==== Exercise materials ====
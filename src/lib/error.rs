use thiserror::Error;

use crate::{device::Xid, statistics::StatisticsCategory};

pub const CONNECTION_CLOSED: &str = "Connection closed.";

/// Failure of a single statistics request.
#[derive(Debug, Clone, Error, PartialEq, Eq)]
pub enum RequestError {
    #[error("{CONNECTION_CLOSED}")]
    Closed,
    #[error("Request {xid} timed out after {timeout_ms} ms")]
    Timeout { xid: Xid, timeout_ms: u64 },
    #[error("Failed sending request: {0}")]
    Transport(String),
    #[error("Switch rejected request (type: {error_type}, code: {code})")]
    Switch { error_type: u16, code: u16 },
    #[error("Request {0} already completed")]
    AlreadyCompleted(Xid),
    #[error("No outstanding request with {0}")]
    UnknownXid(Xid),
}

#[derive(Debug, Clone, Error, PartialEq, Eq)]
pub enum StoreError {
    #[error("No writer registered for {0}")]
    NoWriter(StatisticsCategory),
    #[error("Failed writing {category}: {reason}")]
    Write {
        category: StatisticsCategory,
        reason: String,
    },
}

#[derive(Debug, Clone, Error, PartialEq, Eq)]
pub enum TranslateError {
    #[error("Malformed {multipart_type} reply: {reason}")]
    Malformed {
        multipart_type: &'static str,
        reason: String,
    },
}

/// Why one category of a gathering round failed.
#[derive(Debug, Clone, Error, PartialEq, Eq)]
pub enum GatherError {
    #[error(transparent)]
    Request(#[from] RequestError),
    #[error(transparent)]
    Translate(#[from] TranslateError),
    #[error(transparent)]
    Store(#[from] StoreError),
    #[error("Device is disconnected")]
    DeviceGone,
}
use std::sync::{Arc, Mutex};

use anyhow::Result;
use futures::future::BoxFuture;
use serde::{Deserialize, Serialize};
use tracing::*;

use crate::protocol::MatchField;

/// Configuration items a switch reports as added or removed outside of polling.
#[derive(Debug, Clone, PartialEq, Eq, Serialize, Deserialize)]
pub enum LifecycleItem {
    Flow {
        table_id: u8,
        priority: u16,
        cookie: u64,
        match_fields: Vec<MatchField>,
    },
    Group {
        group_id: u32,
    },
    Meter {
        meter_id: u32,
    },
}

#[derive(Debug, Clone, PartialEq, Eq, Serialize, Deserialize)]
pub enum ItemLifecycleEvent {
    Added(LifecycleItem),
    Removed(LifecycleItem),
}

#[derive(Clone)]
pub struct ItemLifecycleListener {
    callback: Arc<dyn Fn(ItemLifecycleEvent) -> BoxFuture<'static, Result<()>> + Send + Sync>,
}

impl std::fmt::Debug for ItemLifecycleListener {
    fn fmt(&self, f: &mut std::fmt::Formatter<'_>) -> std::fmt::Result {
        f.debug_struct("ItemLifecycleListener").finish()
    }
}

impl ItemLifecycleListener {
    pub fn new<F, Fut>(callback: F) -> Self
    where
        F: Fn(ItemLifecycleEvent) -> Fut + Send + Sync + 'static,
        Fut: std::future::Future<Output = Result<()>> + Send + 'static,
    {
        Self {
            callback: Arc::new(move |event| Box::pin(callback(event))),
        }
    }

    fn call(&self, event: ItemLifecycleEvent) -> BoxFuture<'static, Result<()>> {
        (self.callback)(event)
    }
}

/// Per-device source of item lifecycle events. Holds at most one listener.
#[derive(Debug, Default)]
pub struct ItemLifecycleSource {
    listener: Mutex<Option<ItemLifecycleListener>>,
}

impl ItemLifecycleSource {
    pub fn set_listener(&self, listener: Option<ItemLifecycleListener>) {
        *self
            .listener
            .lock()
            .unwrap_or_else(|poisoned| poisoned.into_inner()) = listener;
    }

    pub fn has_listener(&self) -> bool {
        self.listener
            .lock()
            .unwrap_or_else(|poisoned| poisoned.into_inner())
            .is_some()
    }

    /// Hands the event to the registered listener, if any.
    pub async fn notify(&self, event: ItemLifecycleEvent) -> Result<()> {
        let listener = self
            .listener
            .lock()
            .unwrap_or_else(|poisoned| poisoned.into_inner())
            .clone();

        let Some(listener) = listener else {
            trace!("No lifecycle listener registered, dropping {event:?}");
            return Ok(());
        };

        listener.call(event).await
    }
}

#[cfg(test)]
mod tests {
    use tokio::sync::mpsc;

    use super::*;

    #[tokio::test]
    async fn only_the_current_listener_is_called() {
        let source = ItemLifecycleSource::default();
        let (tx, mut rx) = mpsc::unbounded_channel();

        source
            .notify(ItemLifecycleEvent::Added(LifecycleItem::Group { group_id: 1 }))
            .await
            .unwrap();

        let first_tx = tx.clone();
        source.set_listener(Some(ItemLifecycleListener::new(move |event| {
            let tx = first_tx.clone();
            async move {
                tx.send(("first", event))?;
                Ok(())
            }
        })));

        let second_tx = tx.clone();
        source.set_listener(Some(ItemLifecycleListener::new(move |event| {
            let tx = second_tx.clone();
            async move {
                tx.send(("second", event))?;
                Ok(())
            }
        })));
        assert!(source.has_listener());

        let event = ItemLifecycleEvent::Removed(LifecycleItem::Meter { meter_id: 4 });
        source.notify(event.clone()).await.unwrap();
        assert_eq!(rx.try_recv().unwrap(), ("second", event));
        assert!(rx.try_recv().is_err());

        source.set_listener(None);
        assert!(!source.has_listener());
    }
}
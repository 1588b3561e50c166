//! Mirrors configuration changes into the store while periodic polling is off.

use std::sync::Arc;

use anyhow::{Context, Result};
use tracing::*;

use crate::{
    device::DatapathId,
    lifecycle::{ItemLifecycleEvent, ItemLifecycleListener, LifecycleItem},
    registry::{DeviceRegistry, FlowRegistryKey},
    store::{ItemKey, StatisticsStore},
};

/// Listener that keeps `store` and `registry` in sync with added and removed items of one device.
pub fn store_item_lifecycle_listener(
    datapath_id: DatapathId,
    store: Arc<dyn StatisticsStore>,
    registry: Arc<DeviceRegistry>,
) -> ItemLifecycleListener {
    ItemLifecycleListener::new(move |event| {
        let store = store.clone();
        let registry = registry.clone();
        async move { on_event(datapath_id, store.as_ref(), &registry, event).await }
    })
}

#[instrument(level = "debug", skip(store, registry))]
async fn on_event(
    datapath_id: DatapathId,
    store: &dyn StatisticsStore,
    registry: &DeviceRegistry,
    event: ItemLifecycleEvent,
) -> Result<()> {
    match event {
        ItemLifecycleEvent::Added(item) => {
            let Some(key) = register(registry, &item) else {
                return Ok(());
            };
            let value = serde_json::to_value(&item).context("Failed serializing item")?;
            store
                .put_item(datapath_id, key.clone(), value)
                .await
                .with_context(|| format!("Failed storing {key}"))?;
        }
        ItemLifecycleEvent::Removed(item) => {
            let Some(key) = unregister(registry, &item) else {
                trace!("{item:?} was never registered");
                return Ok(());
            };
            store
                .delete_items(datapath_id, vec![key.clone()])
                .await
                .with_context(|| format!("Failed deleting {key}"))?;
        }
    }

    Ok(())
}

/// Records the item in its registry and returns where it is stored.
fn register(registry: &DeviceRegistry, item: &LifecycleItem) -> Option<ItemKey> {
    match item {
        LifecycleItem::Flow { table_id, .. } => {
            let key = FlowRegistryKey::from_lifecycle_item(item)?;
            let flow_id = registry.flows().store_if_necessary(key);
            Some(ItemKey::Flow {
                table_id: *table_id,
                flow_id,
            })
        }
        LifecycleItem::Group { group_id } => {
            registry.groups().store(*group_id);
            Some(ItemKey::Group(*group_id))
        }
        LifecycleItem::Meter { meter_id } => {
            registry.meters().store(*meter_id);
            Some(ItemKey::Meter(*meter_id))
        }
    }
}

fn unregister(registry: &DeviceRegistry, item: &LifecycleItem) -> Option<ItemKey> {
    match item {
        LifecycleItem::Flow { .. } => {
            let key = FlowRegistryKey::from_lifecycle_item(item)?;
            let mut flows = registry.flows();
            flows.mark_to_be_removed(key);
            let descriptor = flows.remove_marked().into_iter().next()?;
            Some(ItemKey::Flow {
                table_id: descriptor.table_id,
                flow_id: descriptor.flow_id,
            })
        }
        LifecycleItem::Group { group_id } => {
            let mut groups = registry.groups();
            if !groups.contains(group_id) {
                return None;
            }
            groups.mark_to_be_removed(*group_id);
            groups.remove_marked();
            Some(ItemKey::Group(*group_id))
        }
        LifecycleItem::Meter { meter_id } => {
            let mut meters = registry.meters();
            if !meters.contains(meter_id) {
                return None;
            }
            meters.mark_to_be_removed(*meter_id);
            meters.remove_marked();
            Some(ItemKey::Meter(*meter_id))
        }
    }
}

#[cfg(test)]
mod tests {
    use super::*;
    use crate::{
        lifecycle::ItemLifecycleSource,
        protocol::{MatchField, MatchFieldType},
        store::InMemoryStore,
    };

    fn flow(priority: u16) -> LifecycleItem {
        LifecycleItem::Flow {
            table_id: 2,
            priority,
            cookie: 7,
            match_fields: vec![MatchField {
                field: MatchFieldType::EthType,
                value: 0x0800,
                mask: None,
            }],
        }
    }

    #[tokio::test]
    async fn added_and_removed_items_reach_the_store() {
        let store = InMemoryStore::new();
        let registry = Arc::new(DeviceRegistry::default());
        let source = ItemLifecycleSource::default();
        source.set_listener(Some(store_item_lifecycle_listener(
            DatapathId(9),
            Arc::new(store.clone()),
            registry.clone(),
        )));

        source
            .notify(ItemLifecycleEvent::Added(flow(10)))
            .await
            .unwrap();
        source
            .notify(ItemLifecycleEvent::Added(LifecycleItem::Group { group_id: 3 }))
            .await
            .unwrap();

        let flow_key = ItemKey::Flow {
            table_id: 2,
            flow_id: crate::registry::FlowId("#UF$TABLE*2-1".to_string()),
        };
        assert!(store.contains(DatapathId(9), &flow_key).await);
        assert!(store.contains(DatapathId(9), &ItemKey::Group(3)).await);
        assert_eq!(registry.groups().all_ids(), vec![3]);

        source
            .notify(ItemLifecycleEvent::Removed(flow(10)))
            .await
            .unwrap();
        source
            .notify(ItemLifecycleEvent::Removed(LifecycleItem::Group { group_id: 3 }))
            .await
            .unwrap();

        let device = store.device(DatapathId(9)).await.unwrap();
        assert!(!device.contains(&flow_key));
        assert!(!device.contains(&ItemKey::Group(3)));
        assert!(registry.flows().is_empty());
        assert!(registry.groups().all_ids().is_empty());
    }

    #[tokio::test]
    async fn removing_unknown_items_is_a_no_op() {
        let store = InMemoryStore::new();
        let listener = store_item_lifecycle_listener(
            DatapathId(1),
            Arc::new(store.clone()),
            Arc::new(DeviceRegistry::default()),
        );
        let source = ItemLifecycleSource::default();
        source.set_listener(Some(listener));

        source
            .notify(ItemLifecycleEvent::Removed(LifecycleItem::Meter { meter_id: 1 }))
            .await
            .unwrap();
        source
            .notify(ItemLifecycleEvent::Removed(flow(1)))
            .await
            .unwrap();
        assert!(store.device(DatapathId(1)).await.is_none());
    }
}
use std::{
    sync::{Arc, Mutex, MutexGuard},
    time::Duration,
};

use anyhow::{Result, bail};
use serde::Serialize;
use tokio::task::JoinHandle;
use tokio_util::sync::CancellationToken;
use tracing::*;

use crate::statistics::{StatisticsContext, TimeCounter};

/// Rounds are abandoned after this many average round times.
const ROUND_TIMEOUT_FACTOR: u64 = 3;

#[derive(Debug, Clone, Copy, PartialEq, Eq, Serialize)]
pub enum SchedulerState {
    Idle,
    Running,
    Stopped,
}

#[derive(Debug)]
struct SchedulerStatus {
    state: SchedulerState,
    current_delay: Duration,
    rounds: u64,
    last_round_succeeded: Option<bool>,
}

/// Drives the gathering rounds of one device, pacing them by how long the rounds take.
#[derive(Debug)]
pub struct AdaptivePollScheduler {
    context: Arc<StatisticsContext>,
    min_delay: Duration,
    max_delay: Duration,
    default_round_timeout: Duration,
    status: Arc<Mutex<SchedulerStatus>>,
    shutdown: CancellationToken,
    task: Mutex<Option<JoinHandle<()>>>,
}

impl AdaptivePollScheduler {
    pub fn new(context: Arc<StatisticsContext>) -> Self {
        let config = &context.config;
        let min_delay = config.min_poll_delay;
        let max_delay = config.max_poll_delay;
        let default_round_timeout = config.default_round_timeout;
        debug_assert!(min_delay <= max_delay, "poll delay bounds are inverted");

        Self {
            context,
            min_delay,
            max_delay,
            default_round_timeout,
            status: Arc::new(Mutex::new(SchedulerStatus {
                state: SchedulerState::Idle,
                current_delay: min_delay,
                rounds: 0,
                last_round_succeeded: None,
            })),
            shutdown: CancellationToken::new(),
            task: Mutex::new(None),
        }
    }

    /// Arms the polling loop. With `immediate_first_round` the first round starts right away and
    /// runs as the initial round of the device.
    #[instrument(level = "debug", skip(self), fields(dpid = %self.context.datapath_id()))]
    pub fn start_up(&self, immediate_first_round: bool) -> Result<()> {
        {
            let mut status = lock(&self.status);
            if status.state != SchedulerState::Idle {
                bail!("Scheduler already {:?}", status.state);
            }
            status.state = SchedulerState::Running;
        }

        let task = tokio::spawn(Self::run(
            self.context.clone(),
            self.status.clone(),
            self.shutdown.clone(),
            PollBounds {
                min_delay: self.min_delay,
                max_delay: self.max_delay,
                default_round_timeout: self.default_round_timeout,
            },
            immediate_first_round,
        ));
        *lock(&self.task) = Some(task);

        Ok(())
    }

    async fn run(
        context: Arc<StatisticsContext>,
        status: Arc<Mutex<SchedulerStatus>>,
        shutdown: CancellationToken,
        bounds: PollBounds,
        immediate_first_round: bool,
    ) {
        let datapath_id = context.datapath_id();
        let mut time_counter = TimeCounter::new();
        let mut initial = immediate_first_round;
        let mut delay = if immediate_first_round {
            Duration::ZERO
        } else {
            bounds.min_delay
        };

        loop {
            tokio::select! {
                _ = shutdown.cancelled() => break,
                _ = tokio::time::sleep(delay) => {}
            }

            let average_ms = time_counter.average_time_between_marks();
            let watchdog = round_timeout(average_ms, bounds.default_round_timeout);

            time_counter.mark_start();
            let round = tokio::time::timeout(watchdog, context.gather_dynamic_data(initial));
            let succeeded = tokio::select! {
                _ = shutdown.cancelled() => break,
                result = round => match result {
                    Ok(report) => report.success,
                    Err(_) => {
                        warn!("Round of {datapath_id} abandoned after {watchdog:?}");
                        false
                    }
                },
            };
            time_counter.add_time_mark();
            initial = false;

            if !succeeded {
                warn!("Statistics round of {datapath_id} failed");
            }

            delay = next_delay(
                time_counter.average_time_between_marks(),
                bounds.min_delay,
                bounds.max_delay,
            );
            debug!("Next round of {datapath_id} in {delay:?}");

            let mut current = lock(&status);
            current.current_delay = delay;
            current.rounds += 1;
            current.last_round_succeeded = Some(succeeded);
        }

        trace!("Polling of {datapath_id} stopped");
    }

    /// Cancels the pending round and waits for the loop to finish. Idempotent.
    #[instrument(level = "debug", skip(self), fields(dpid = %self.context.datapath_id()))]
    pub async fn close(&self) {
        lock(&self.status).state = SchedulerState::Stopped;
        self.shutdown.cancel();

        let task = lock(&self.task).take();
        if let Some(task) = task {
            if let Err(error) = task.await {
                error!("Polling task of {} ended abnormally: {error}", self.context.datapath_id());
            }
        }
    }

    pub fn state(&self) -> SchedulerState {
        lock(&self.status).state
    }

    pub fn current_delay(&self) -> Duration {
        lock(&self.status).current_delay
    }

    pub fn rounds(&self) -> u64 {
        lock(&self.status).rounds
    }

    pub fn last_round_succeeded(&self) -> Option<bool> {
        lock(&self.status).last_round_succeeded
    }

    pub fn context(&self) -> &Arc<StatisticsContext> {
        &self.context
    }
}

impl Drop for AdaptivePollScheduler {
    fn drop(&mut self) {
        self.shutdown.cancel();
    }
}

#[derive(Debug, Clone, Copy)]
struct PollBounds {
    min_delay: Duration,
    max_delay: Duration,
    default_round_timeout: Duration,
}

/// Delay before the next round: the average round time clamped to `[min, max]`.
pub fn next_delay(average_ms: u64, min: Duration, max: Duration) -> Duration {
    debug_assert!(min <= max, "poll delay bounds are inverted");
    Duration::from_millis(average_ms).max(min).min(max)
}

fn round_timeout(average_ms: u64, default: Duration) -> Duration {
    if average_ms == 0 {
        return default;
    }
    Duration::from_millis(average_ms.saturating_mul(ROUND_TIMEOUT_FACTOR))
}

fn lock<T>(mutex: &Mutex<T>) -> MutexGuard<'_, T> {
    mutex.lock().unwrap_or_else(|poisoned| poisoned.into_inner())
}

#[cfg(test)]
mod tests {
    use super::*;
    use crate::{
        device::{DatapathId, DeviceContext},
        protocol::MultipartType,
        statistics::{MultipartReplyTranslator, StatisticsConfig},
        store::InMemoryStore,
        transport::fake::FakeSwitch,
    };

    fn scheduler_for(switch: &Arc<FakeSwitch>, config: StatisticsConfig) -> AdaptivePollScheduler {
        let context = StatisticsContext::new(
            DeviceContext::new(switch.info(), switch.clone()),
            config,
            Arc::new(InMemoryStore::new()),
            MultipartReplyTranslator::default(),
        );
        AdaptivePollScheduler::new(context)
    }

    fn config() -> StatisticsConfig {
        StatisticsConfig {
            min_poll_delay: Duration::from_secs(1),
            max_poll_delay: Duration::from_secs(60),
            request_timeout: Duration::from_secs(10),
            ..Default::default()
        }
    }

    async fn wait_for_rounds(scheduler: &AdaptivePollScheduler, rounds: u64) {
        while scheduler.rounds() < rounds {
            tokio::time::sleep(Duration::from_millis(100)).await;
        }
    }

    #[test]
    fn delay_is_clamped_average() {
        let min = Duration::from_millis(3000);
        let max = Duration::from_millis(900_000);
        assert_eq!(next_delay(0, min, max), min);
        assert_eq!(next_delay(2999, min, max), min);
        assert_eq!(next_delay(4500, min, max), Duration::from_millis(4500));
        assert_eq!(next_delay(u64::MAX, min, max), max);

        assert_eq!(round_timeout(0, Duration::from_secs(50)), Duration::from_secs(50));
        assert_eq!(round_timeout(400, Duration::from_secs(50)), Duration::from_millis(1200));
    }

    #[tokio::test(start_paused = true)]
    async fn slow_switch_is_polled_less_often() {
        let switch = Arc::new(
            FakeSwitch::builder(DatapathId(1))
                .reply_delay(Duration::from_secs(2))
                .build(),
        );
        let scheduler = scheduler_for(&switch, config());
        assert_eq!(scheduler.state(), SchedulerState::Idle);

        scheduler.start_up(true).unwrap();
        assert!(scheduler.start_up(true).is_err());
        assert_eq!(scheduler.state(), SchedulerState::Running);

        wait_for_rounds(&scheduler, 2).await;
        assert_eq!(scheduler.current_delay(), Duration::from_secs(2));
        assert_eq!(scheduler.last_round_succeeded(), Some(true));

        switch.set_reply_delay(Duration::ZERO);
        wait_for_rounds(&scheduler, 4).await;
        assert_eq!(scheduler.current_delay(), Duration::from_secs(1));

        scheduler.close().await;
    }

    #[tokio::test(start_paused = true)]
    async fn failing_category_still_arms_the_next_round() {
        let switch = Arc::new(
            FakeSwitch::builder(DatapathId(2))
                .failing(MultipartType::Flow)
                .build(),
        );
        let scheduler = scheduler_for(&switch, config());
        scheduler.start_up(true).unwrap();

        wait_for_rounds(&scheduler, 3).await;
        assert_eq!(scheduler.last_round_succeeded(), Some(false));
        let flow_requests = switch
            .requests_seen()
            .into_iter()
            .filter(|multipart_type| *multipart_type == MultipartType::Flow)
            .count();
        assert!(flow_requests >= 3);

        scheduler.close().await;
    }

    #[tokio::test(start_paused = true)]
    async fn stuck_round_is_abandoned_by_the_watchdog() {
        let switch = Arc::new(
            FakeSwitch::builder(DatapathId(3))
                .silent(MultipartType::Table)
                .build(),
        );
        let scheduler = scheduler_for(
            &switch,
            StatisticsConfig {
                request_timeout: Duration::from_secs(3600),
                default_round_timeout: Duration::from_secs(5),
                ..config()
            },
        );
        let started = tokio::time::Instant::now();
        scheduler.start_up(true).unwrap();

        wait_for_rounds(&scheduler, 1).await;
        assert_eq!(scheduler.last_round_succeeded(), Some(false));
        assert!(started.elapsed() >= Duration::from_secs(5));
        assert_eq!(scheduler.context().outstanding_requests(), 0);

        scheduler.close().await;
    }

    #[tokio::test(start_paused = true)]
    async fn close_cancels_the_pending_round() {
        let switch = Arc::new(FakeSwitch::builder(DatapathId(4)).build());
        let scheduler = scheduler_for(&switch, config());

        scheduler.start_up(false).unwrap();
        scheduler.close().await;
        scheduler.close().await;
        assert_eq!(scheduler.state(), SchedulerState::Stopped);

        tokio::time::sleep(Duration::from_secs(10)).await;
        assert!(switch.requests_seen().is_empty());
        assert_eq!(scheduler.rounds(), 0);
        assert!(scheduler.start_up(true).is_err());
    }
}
====
Across the data, pull every line containing the string "SchedulerStatus".

_Final answer_
struct SchedulerStatus {
    status: Arc<Mutex<SchedulerStatus>>,
            status: Arc::new(Mutex::new(SchedulerStatus {
        status: Arc<Mutex<SchedulerStatus>>,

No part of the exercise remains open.